Some researchers in the field of Science and Technology Studies (STS) have in recent years begun to experiment with the use of data visualisations to aide qualitative analyses and forms of public engagement, often involving social media or other publicly available data. Visualisations in general may offer interesting alternatives because, while they necessarily involve algorithms and metrics, they foreground the role of (equipped) human interpretation in the process. They also, it is claimed, open up the research process to a wider array of less technically-minded participants and topic experts, while at the same time, their seductive and flashy character creates new problems and blind spots to contend with.

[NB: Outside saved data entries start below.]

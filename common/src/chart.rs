use eyre::Result;
use plotters::coord::Shift;
use plotters::prelude::*;
use plotters::style::text_anchor::{HPos, Pos, VPos};
use tracing::warn;

use crate::record::PlotFrame;

/// Chart raster size, 16:9.
pub const WIDTH: u32 = 1280;
pub const HEIGHT: u32 = 720;

/// Height of the strip under the chart carrying the metadata title lines.
const TITLE_STRIP: u32 = 100;

/// Fraction of a column slot left blank on each side of its bar.
const BAR_INSET: f64 = 0.15;

macro_rules! hexcolour {
    ($colour:literal) => {
        RGBColor(
            (($colour & 0xFF0000) >> 16) as u8,
            (($colour & 0x00FF00) >> 8) as u8,
            ($colour & 0x0000FF) as u8,
        )
    };
}

pub const COLOURS: &[RGBColor] = &[
    hexcolour!(0xAA0000),
    hexcolour!(0x0000FF),
    hexcolour!(0x888888),
    hexcolour!(0xDDCC77),
    hexcolour!(0x999933),
    hexcolour!(0x332288),
    hexcolour!(0x117733),
    hexcolour!(0x88CCEE),
    hexcolour!(0x882255),
    hexcolour!(0x44AA99),
    hexcolour!(0xAA4499),
    hexcolour!(0xCC6677),
];

/// Draws one benchmark record as a bar chart: one bar per operation column in
/// record order, log-scaled y axis in nanoseconds, no x tick labels, and the
/// metadata title rendered in a strip under the plot. Operation names go into
/// the legend. An empty frame draws the bare axes.
pub fn draw(root: DrawingArea<BitMapBackend<'_>, Shift>, frame: &PlotFrame, title: &str) -> Result<()> {
    root.fill(&WHITE)?;
    let (chart_area, title_area) = root.split_vertically((HEIGHT - TITLE_STRIP) as i32);

    let (y_lo, y_hi) = y_bounds(frame);
    let slots = frame.columns.len().max(1) as f64;

    let mut chart = ChartBuilder::on(&chart_area)
        .margin(20)
        .y_label_area_size(90)
        .build_cartesian_2d(0f64..slots, (y_lo..y_hi).log_scale())?;

    chart
        .configure_mesh()
        .disable_x_mesh()
        .x_labels(0)
        .y_desc("Nanoseconds")
        .axis_desc_style(("sans-serif", 22))
        .label_style(("sans-serif", 16))
        .draw()?;

    for (idx, column) in frame.columns.iter().enumerate() {
        if column.nanos <= 0.0 {
            warn!(
                "omitting `{}`: {} ns has no place on a log scale",
                column.name, column.nanos
            );
            continue;
        }
        let colour = COLOURS[idx % COLOURS.len()];
        let left = idx as f64 + BAR_INSET;
        let right = (idx + 1) as f64 - BAR_INSET;
        chart
            .draw_series(std::iter::once(Rectangle::new(
                [(left, y_lo), (right, column.nanos)],
                colour.filled(),
            )))?
            .label(column.name.as_str())
            .legend(move |(x, y)| Rectangle::new([(x, y - 6), (x + 12, y + 6)], colour.filled()));
    }

    if frame.columns.iter().any(|c| c.nanos > 0.0) {
        chart
            .configure_series_labels()
            .background_style(WHITE.mix(0.8))
            .border_style(BLACK)
            .label_font(("sans-serif", 16))
            .position(SeriesLabelPosition::UpperRight)
            .draw()?;
    }

    draw_title(&title_area, title)?;
    root.present()?;
    Ok(())
}

fn draw_title(area: &DrawingArea<BitMapBackend<'_>, Shift>, title: &str) -> Result<()> {
    let style = ("sans-serif", 22)
        .into_font()
        .color(&BLACK)
        .pos(Pos::new(HPos::Center, VPos::Top));
    for (idx, line) in title.lines().enumerate() {
        area.draw(&Text::new(
            line.to_owned(),
            (WIDTH as i32 / 2, 8 + idx as i32 * 28),
            style.clone(),
        ))?;
    }
    Ok(())
}

/// Y range rounded out to whole decades around the positive values; an
/// arbitrary non-degenerate range when nothing is plottable.
fn y_bounds(frame: &PlotFrame) -> (f64, f64) {
    let Some((min, max)) = frame.positive_range() else {
        return (1.0, 1_000_000.0);
    };
    let lo = 10f64.powi(min.log10().floor() as i32);
    let mut hi = 10f64.powi(max.log10().ceil() as i32);
    if hi <= lo {
        hi = lo * 10.0;
    }
    (lo, hi)
}

#[cfg(test)]
mod tests {
    use super::*;
    use crate::record::BenchmarkRecord;

    fn render(frame: &PlotFrame, title: &str) -> Vec<u8> {
        let mut buffer = vec![0u8; (WIDTH * HEIGHT * 3) as usize];
        let root = BitMapBackend::with_buffer(&mut buffer, (WIDTH, HEIGHT)).into_drawing_area();
        draw(root, frame, title).unwrap();
        buffer
    }

    fn contains_colour(buffer: &[u8], colour: RGBColor) -> bool {
        buffer
            .chunks_exact(3)
            .any(|px| px == [colour.0, colour.1, colour.2])
    }

    #[test]
    fn renders_bars_for_example_record() {
        let record = BenchmarkRecord::from_json(
            r#"{"already_in": 100, "read_percent": 50, "total_queries": 1000, "op_get": 120, "op_put": 340}"#,
        )
        .unwrap();
        let buffer = render(&record.frame().unwrap(), &record.title());
        assert!(contains_colour(&buffer, COLOURS[0]));
        assert!(contains_colour(&buffer, COLOURS[1]));
    }

    #[test]
    fn empty_frame_renders_without_error() {
        let frame = PlotFrame::default();
        let buffer = render(
            &frame,
            "already_in = 3 keys\nread_percent = 80%\ntotal_queries = 12",
        );
        // Axes still get drawn on the white fill.
        assert!(buffer.chunks_exact(3).any(|px| px != [255u8, 255, 255]));
    }

    #[test]
    fn non_positive_columns_are_omitted() {
        let record =
            BenchmarkRecord::from_json(r#"{"op_zero": 0, "op_real": 500}"#).unwrap();
        let buffer = render(&record.frame().unwrap(), &record.title());
        assert!(!contains_colour(&buffer, COLOURS[0]));
        assert!(contains_colour(&buffer, COLOURS[1]));
    }

    #[test]
    fn y_bounds_round_out_to_decades() {
        let frame = BenchmarkRecord::from_json(r#"{"op_a": 120, "op_b": 340}"#)
            .unwrap()
            .frame()
            .unwrap();
        assert_eq!(y_bounds(&frame), (100.0, 1000.0));

        let flat = BenchmarkRecord::from_json(r#"{"op_a": 100}"#)
            .unwrap()
            .frame()
            .unwrap();
        assert_eq!(y_bounds(&flat), (100.0, 1000.0));
    }
}
use std::path::Path;

use eyre::{Context, Result};
use minifb::{Key, Window, WindowOptions};
use plotters::prelude::*;
use tracing::debug;

use crate::{chart, record::PlotFrame};

/// Renders the chart into a fresh window and blocks until it is dismissed
/// (window closed or Escape). The pixel buffer and the window handle live
/// exactly as long as one call.
pub fn present(window_title: &str, frame: &PlotFrame, title: &str) -> Result<()> {
    let mut rgb = vec![0u8; (chart::WIDTH * chart::HEIGHT * 3) as usize];
    let root = BitMapBackend::with_buffer(&mut rgb, (chart::WIDTH, chart::HEIGHT))
        .into_drawing_area();
    chart::draw(root, frame, title)?;

    let pixels: Vec<u32> = rgb
        .chunks_exact(3)
        .map(|px| u32::from(px[0]) << 16 | u32::from(px[1]) << 8 | u32::from(px[2]))
        .collect();

    let mut window = Window::new(
        window_title,
        chart::WIDTH as usize,
        chart::HEIGHT as usize,
        WindowOptions::default(),
    )
    .context(format!("Open chart window for {window_title}"))?;
    window.set_target_fps(60);

    debug!("Presenting chart window {window_title}");
    while window.is_open() && !window.is_key_down(Key::Escape) {
        window
            .update_with_buffer(&pixels, chart::WIDTH as usize, chart::HEIGHT as usize)
            .context("Update chart window")?;
    }
    Ok(())
}

/// Writes the chart as a PNG instead of opening a window.
pub fn export(path: &Path, frame: &PlotFrame, title: &str) -> Result<()> {
    let root = BitMapBackend::new(path, (chart::WIDTH, chart::HEIGHT)).into_drawing_area();
    chart::draw(root, frame, title)?;
    debug!("Wrote {}", path.display());
    Ok(())
}
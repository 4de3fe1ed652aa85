//! dockhand - a keyboard-driven terminal UI for Docker
//!
//! Connects to the local daemon, opens the group store and hands both to
//! the TUI.

use anyhow::{Context, Result};
use clap::Parser;
use dockhand::cli::{self, Args, Command};
use dockhand::config::{ConfigLoader, paths};
use dockhand::docker::{DockerClient, ResourceClient, Timeouts};
use dockhand::groups::GroupStore;
use dockhand::tui::{self, Theme};
use std::sync::Arc;

#[tokio::main]
async fn main() -> Result<()> {
    let args = Args::parse();

    if let Some(Command::Config { subcommand }) = args.command {
        return cli::handle_config_command(subcommand);
    }

    // Print the log location before the TUI takes over the terminal
    if let Some(log_path) = cli::init_logging(args.debug)? {
        eprintln!(
            "Debug logging enabled. Logs written to: {}",
            log_path.display()
        );
    }

    let config = ConfigLoader::load().context("Failed to load configuration")?;
    tracing::debug!(
        refresh_ms = config.refresh_interval_ms,
        log_buffer = config.logger.buffer,
        "configuration loaded"
    );

    let client = DockerClient::connect(Timeouts::from(&config.timeouts))
        .context("Failed to connect to the Docker daemon")?;
    client
        .ping()
        .await
        .context("Docker daemon is not reachable; is it running?")?;
    tracing::info!("connected to Docker daemon");

    let groups_path = paths::groups_path();
    let store = GroupStore::open(&groups_path)
        .with_context(|| format!("Failed to open group store {}", groups_path.display()))?;

    tui::run_tui(Arc::new(client), Arc::new(store), config, Theme::default()).await
}
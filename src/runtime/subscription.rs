use super::Command;
use crate::docker::{ClientError, StreamChannels};
use std::sync::Arc;
use tokio::sync::Mutex;
use tokio_util::sync::CancellationToken;

/// Identifies a subscription so that events from a torn-down stream can be
/// told apart from the live one
#[derive(Debug, Clone, Copy, PartialEq, Eq, Hash)]
pub struct SubscriptionId(u64);

/// Hands out subscription ids. The owner of the streams keeps one.
#[derive(Debug, Default)]
pub struct SubscriptionIds {
    last: u64,
}

impl SubscriptionIds {
    pub fn next(&mut self) -> SubscriptionId {
        self.last += 1;
        SubscriptionId(self.last)
    }
}

impl std::fmt::Display for SubscriptionId {
    fn fmt(&self, f: &mut std::fmt::Formatter<'_>) -> std::fmt::Result {
        write!(f, "sub-{}", self.0)
    }
}

/// One receive from a subscription
#[derive(Debug)]
pub enum Delivery<T> {
    Item(T),
    Failed(ClientError),
}

struct Receivers<T> {
    channels: StreamChannels<T>,
    errors_closed: bool,
}

/// Bridges a producer's channels into a sequence of single-event commands
pub struct Subscription<T> {
    id: SubscriptionId,
    receivers: Arc<Mutex<Receivers<T>>>,
    token: CancellationToken,
}

impl<T> Clone for Subscription<T> {
    fn clone(&self) -> Self {
        Self {
            id: self.id,
            receivers: Arc::clone(&self.receivers),
            token: self.token.clone(),
        }
    }
}

impl<T> std::fmt::Debug for Subscription<T> {
    fn fmt(&self, f: &mut std::fmt::Formatter<'_>) -> std::fmt::Result {
        f.debug_struct("Subscription")
            .field("id", &self.id)
            .field("cancelled", &self.token.is_cancelled())
            .finish()
    }
}

impl<T: Send + 'static> Subscription<T> {
    /// Wrap the channels of a producer that watches `token`
    pub fn open(id: SubscriptionId, channels: StreamChannels<T>, token: CancellationToken) -> Self {
        Self {
            id,
            receivers: Arc::new(Mutex::new(Receivers {
                channels,
                errors_closed: false,
            })),
            token,
        }
    }

    pub fn id(&self) -> SubscriptionId {
        self.id
    }

    pub fn is_cancelled(&self) -> bool {
        self.token.is_cancelled()
    }

    /// Stop the producer. Pending and future receives yield nothing.
    pub fn cancel(&self) {
        self.token.cancel();
    }

    /// Wait for exactly one item or error.
    ///
    /// Returns `None` once cancelled or once the producer has closed both
    /// channels. Buffered data is drained before a closed stream reports
    /// its end.
    pub async fn next(&self) -> Option<Delivery<T>> {
        if self.token.is_cancelled() {
            return None;
        }
        let mut guard = self.receivers.lock().await;
        let receivers = &mut *guard;

        loop {
            if receivers.errors_closed {
                return tokio::select! {
                    biased;
                    _ = self.token.cancelled() => None,
                    item = receivers.channels.data.recv() => item.map(Delivery::Item),
                };
            }

            tokio::select! {
                biased;
                _ = self.token.cancelled() => return None,
                item = receivers.channels.data.recv() => {
                    return match item {
                        Some(item) => Some(Delivery::Item(item)),
                        // Producer finished; an error may still be queued
                        None => receivers.channels.errors.try_recv().ok().map(Delivery::Failed),
                    };
                }
                err = receivers.channels.errors.recv() => match err {
                    Some(err) => return Some(Delivery::Failed(err)),
                    None => receivers.errors_closed = true,
                },
            }
        }
    }

    /// The single re-arm command for this subscription. Items and errors are
    /// mapped into the caller's event type; a finished or cancelled stream
    /// produces no event.
    pub fn next_command<E, FI, FE>(&self, map_item: FI, map_error: FE) -> Command<E>
    where
        E: Send + 'static,
        FI: FnOnce(SubscriptionId, T) -> E + Send + 'static,
        FE: FnOnce(SubscriptionId, ClientError) -> E + Send + 'static,
    {
        let subscription = self.clone();
        Command::new("subscription next", async move {
            let id = subscription.id;
            match subscription.next().await? {
                Delivery::Item(item) => Some(map_item(id, item)),
                Delivery::Failed(err) => Some(map_error(id, err)),
            }
        })
    }
}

While there is a substantial literature about the implications of data visualisations for the social sciences, and implications for resolving ‘quantitative’ and ‘qualitative’ tensions, there are few studies of how these tools might upset disciplinary identities and routines in situated encounters.

Interventions with Data was a project which ran from June - December 2017.
Funded by a Research Initiation Grant from Riksbanken Jubileefund.


The project consisted of a series of three workshops dealing with different types of digital data

In these workshops we hoped to extend some of these experiments with more interpretivist visualisation techniques and apply them to different types of data (other than social media). The interventions in the title refers to the idea that we might learn something different about automated techniques of data analysis by trying (and sometimes, failing) to use them rather than just describing how they are currently used. Rather than detached observation, we actively engineered situations to trail alternative ways of analysing data.

We chose three areas of social life which are being transformed by ‘big data’:

  • political campaigns
  • health data
  • academic metrics and rankings

The aim of each workshops was two-fold: to produce or mock up tools, approaches or visualisations and to reflect on the problems which emerge when different types of researchers use these techniques. While many researchers claim to be trans-disciplinary or beyond these tensions, we felt it was important to dwell on and explore these potential pitfalls and barriers to collaboration, while at the same time not presuming these splits as natural or given.

The workshops were all three days and were held at the Visualisation Centre in Linköping University’s Norrköping Campus. They were modelled on the format of a hackathon, a gathering of programmers and topic experts over 2-3 days. However, there were a few key differences.

Firstly, hackathons are often marked by imbalances between programmers and less tech-savvy participants. We thus made efforts to spend more time on defining problems and research questions and resisting the drive to swap these problems for technically solvable ones. Secondly, while we often started with pre-prepared data sets, the question of which data or what techniques we should use were purposely left open.Thirdly, the objective of the workshops was not to make something that definitively ‘works’ but to learn about the substantive topic and the research process through our sometimes-fumbling attempts to use digital tools.

The workshops involved academics from Science and Technology Studies (STS), medical sociology, medicine, media studies, anthropology, information systems, computer science and library sciences. All the data we used was publicly available, but it still raised ethical questions.